Scribing: Vidhya Shanker on Discussions Regarding the AEA Cultural Competence Statement

This is Vidhya Shanker, a doctoral student at the University of Minnesota. I served as an Evaluation 2010 scribe for Think Tank Session 242, Cultural Competency in Evaluation: Discussion of the American Evaluation Association’s Public Statement on the Importance of Cultural Competence in Evaluation. Discussion was organized into small groups, each of which focused on the statement in relation to policy, practice, teaching, or theory.

Lessons Learned: The following are from the teaching group:

Opportunities

  • As a mandate, the statement provides educators legitimacy in moving considerations of cultural competency from the margins to the center.
  • It helps learners understand that cultural competence is not a destination or state of being. They often want to know what the steps are to get “there”. Once you attempt to provide a list, they say, “Well, I already… [engage stakeholders, etc.], anyway.” Cultural competence is a reflective stance that involves learning, unlearning, and relearning. Unlike many artificially one-dimensional and linear models, it is recursive and multidirectional.
  • It allows us to differentiate further between research and evaluation¾both of which are embedded in and reflect the values and culture of academia. Evaluation, however, has the added imperatives of involving stakeholders and being used by identified decision-makers, neither of which are required of research.

Challenges

  • ”Culture” is difficult to pinpoint—we tend to think of it only in terms of ethno-racial markers. Thanks to civil rights gains, issues of culture are not always as obvious to today’s students. Students in some contexts, e.g., HBCUs, may be familiar with the notion of culture in relation to race/ ethnicity and understand it in terms of a shared set of values/ ways of living, but be less familiar with deaf cultures or youth cultures. Within ethno-racial groups are intra-cultural differences, stereotypes, and specific language—for example, about “gangs”.
  • Understanding culture requires a global as well as a local frame. Hawai’ian students, for example, may figure that mainland evaluators will not understand them anyway, fear they will judge them, or wonder what they will do with the information they get from them.
  • Encouraging students to discuss their own biases¾even to recognize that they have them¾is difficult.
  • Culture is lived, not learned, and cultural competence is distinct from cultural fluency. There is no clear and easy rubric or recipe for achieving cultural competence, which is why AEA is still dealing with this. It is a moving target. If we have not resolved it ourselves, how do we teach it?

Next steps

  • Evaluation educators and students must go outside the classroom, because the classroom reflects a certain culture in itself.
  • To prepare, however, we need appropriate case studies and curricula.

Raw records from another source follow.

//! Execution task lifecycle and transport contract.
//!
//! An execution task is created, validated, transitioned through its
//! lifecycle, and exchanged between processes as JSON. The module follows
//! hexagonal architecture:
//!
//! - Domain types in [`domain`]
//! - The declarative task schema in [`schema`]
//! - Port contracts in [`ports`]
//! - The schema validator in [`validation`]
//! - Error taxonomy in [`error`]

pub mod domain;
pub mod error;
pub mod ports;
pub mod schema;
pub mod validation;

#[cfg(test)]
mod tests;
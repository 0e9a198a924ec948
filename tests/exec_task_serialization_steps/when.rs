//! When steps for execution task serialization scenarios.

use super::world::ExecTaskWorld;
use exec_task::task::domain::ExecTask;
use rstest_bdd_macros::when;

#[when("the task is serialized")]
fn task_serialized(world: &mut ExecTaskWorld) -> Result<(), eyre::Report> {
    let result = world.task_mut()?.serialize();
    world.serialized = world.record(result);
    Ok(())
}

#[when("the task is validated")]
fn task_validated(world: &mut ExecTaskWorld) -> Result<(), eyre::Report> {
    let result = world.task_mut()?.validate().map(|_| ());
    world.record(result);
    Ok(())
}

#[when("the serialized text is deserialized into a fresh task")]
fn serialized_text_deserialized(world: &mut ExecTaskWorld) -> Result<(), eyre::Report> {
    let serialized = world
        .serialized
        .clone()
        .ok_or_else(|| eyre::eyre!("missing serialized text in scenario world"))?;
    let mut fresh = ExecTask::new();
    let result = fresh.deserialize(&serialized);
    world.record(result);
    world.fresh_task = Some(fresh);
    Ok(())
}

#[when(r#"the text "{text}" is deserialized"#)]
fn text_deserialized(world: &mut ExecTaskWorld, text: String) -> Result<(), eyre::Report> {
    let result = world.task_mut()?.deserialize(&text);
    world.record(result);
    Ok(())
}

#[when("empty text is deserialized")]
fn empty_text_deserialized(world: &mut ExecTaskWorld) -> Result<(), eyre::Report> {
    let result = world.task_mut()?.deserialize("");
    world.record(result);
    Ok(())
}
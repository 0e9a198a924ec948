//! Validation service implementation.
//!
//! Provides the default implementation of the `RecordValidator` port,
//! applying a [`Schema`] to an untyped record in a single pass.

use super::{Violation, ViolationReport, rules};
use crate::task::{
    error::ValidateError,
    ports::validator::{RecordValidator, ValidateResult, ValidationOptions},
    schema::{Schema, TASK_SCHEMA},
};
use serde_json::{Map, Value};
use tracing::debug;

/// Schema-driven record validator.
///
/// Checks every declared field in declaration order, then rejects undeclared
/// fields, collecting all violations rather than failing on the first one.
/// A `null` value counts as absent.
///
/// # Examples
///
/// ```
/// use exec_task::task::ports::validator::RecordValidator;
/// use exec_task::task::validation::SchemaValidator;
/// use serde_json::json;
///
/// let raw = json!({
///     "id": "2c5ea4c0-4067-11e9-8bad-9b1deb4d3b7d",
///     "checkTaskId": "7d444840-9dc0-11d1-b245-5ffdce74fad2",
///     "type": "exec",
///     "data": {"command": "ping -c 1 localhost"}
/// });
/// let raw = raw.as_object().expect("object literal");
///
/// let normalized = SchemaValidator::new().validate(raw).expect("valid record");
/// assert_eq!(normalized["timeout"], json!(60));
/// ```
#[derive(Debug, Clone, Copy)]
pub struct SchemaValidator {
    schema: &'static Schema,
    options: ValidationOptions,
}

impl SchemaValidator {
    /// Creates a validator for the task schema with default options.
    #[must_use]
    pub fn new() -> Self {
        Self::for_schema(&TASK_SCHEMA)
    }

    /// Creates a validator for `schema` with default options.
    #[must_use]
    pub fn for_schema(schema: &'static Schema) -> Self {
        Self {
            schema,
            options: ValidationOptions::default(),
        }
    }

    /// Replaces the validation options.
    #[must_use]
    pub const fn with_options(self, options: ValidationOptions) -> Self {
        Self { options, ..self }
    }

    /// Returns the schema being applied.
    #[must_use]
    pub const fn schema(&self) -> &'static Schema {
        self.schema
    }

    /// Returns the validation options.
    #[must_use]
    pub const fn options(&self) -> &ValidationOptions {
        &self.options
    }

    fn record(&self, report: &mut ViolationReport, violation: Violation) {
        if !self.is_saturated(report) {
            report.push(violation);
        }
    }

    fn is_saturated(&self, report: &ViolationReport) -> bool {
        self.options.abort_early && !report.is_empty()
    }
}

impl Default for SchemaValidator {
    fn default() -> Self {
        Self::new()
    }
}

impl RecordValidator for SchemaValidator {
    fn validate(&self, raw: &Map<String, Value>) -> ValidateResult<Map<String, Value>> {
        self.schema.check()?;

        let mut normalized = Map::new();
        let mut report = ViolationReport::new();

        for rule in self.schema.fields() {
            let name = rule.name();
            match raw.get(name) {
                None | Some(Value::Null) => {
                    if rule.is_required() {
                        self.record(&mut report, Violation::required(name));
                    } else if let Some(default) = rule.default_value() {
                        normalized.insert(name.to_owned(), default.to_value());
                    }
                }
                Some(value) => match rules::check_field(rule, value, &self.options) {
                    Ok(checked) => {
                        normalized.insert(name.to_owned(), checked);
                    }
                    Err(violation) => self.record(&mut report, violation),
                },
            }
        }

        for (key, value) in raw {
            if self.schema.declares(key) {
                continue;
            }
            if self.options.allow_unknown {
                normalized.insert(key.clone(), value.clone());
            } else {
                self.record(&mut report, Violation::unknown(key));
            }
        }

        if report.is_empty() {
            debug!(fields = normalized.len(), "record passed schema validation");
            Ok(normalized)
        } else {
            debug!(violations = report.len(), %report, "record failed schema validation");
            Err(ValidateError::Violations(report))
        }
    }
}
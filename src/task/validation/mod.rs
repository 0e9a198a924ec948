//! Schema validation for execution task records.
//!
//! This module provides the default implementation of the
//! [`RecordValidator`](crate::task::ports::RecordValidator) port: the
//! per-type field checks and the validator service that runs them over a
//! whole record, collecting every violation into an ordered report.

mod report;
pub mod rules;
pub mod service;

pub use report::{Violation, ViolationKind, ViolationReport};
pub use service::SchemaValidator;
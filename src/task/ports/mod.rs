//! Port contracts for execution task validation.

pub mod validator;

pub use validator::{RecordValidator, ValidateResult, ValidationOptions};
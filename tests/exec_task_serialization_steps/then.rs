//! Then steps for execution task serialization scenarios.

use super::world::ExecTaskWorld;
use exec_task::task::error::{ErrorCode, ExecTaskError};
use rstest_bdd_macros::then;
use std::time::Duration;

fn last_error(world: &ExecTaskWorld) -> Result<&ExecTaskError, eyre::Report> {
    world
        .last_error
        .as_ref()
        .ok_or_else(|| eyre::eyre!("expected the operation to fail"))
}

#[then("the fresh task data equals the original data")]
fn fresh_task_data_equals_original(world: &ExecTaskWorld) -> Result<(), eyre::Report> {
    if let Some(error) = world.last_error.as_ref() {
        return Err(eyre::eyre!("unexpected error: {error}"));
    }
    let fresh = world
        .fresh_task
        .as_ref()
        .ok_or_else(|| eyre::eyre!("missing fresh task"))?;

    if fresh.data() != world.original_data.as_ref() {
        return Err(eyre::eyre!(
            "expected data {:?}, found {:?}",
            world.original_data,
            fresh.data()
        ));
    }
    Ok(())
}

#[then("the fresh task timeout is {seconds:u64} seconds")]
fn fresh_task_timeout_is(world: &ExecTaskWorld, seconds: u64) -> Result<(), eyre::Report> {
    let fresh = world
        .fresh_task
        .as_ref()
        .ok_or_else(|| eyre::eyre!("missing fresh task"))?;

    if fresh.timeout() != Some(Duration::from_secs(seconds)) {
        return Err(eyre::eyre!(
            "expected timeout of {seconds}s, found {:?}",
            fresh.timeout()
        ));
    }
    Ok(())
}

#[then(r#"the operation fails with code "{code}""#)]
fn operation_fails_with_code(world: &ExecTaskWorld, code: String) -> Result<(), eyre::Report> {
    let expected = ErrorCode::ALL
        .into_iter()
        .find(|candidate| candidate.as_str() == code)
        .ok_or_else(|| eyre::eyre!("unknown error code in scenario: {code}"))?;
    let error = last_error(world)?;

    if error.code() != Some(expected) {
        return Err(eyre::eyre!("expected {expected} error, got {error:?}"));
    }
    Ok(())
}

#[then(r#"the error message is "{message}""#)]
fn error_message_is(world: &ExecTaskWorld, message: String) -> Result<(), eyre::Report> {
    let error = last_error(world)?;

    if error.to_string() != message {
        return Err(eyre::eyre!("expected message {message:?}, got {error}"));
    }
    Ok(())
}

#[then(r#"the violations include "{path}""#)]
fn violations_include(world: &ExecTaskWorld, path: String) -> Result<(), eyre::Report> {
    let error = last_error(world)?;

    if !error.violations().iter().any(|violation| violation.path == path) {
        return Err(eyre::eyre!(
            "expected a violation for {path}, got {:?}",
            error.violations()
        ));
    }
    Ok(())
}
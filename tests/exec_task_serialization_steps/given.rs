//! Given steps for execution task serialization scenarios.

use super::world::ExecTaskWorld;
use exec_task::task::domain::ExecTask;
use mockable::DefaultClock;
use rstest_bdd_macros::given;
use serde_json::{Map, Value, json};
use uuid::Uuid;

fn object(value: Value) -> Result<Map<String, Value>, eyre::Report> {
    match value {
        Value::Object(map) => Ok(map),
        other => Err(eyre::eyre!("expected a JSON object, got {other}")),
    }
}

#[given(r#"a raw exec task with command "{command}""#)]
fn raw_exec_task(world: &mut ExecTaskWorld, command: String) -> Result<(), eyre::Report> {
    let raw = object(json!({
        "id": Uuid::new_v4().to_string(),
        "checkTaskId": Uuid::new_v4().to_string(),
        "type": "exec",
        "data": {"command": command}
    }))?;
    let task = ExecTask::from_raw(raw, &DefaultClock);
    world.original_data = task.data().cloned();
    world.task = Some(task);
    Ok(())
}

#[given(r#"a raw task with id "{id}", check task id "{check_task_id}" and type "{task_type}""#)]
fn raw_task_with_fields(
    world: &mut ExecTaskWorld,
    id: String,
    check_task_id: String,
    task_type: String,
) -> Result<(), eyre::Report> {
    let raw = object(json!({"id": id, "checkTaskId": check_task_id, "type": task_type}))?;
    world.task = Some(ExecTask::from_raw(raw, &DefaultClock));
    Ok(())
}

#[given("an empty task")]
fn empty_task(world: &mut ExecTaskWorld) {
    world.task = Some(ExecTask::new());
}

#[given("the task record has been cleared")]
fn task_record_cleared(world: &mut ExecTaskWorld) -> Result<(), eyre::Report> {
    world.task_mut()?.replace_record(None);
    Ok(())
}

Note: The Cultural Competence in Evaluation Statement is currently up for member vote as an official statement on behalf of AEA. If you are an AEA member, please be sure to cast your vote on or before Thursday, April 21, at http://www.eval.org/ballot/ccstatementvote.asp (you will be asked to login).

At AEA’s 2010 Annual Conference, session scribes took notes at over 30 sessions and we’ll be sharing their work throughout the winter on aea365. Do you have questions, concerns, kudos, or content to extend this aea365 contribution? Please add them in the comments section for this post on the aea365 webpage so that we may enrich our community of practice.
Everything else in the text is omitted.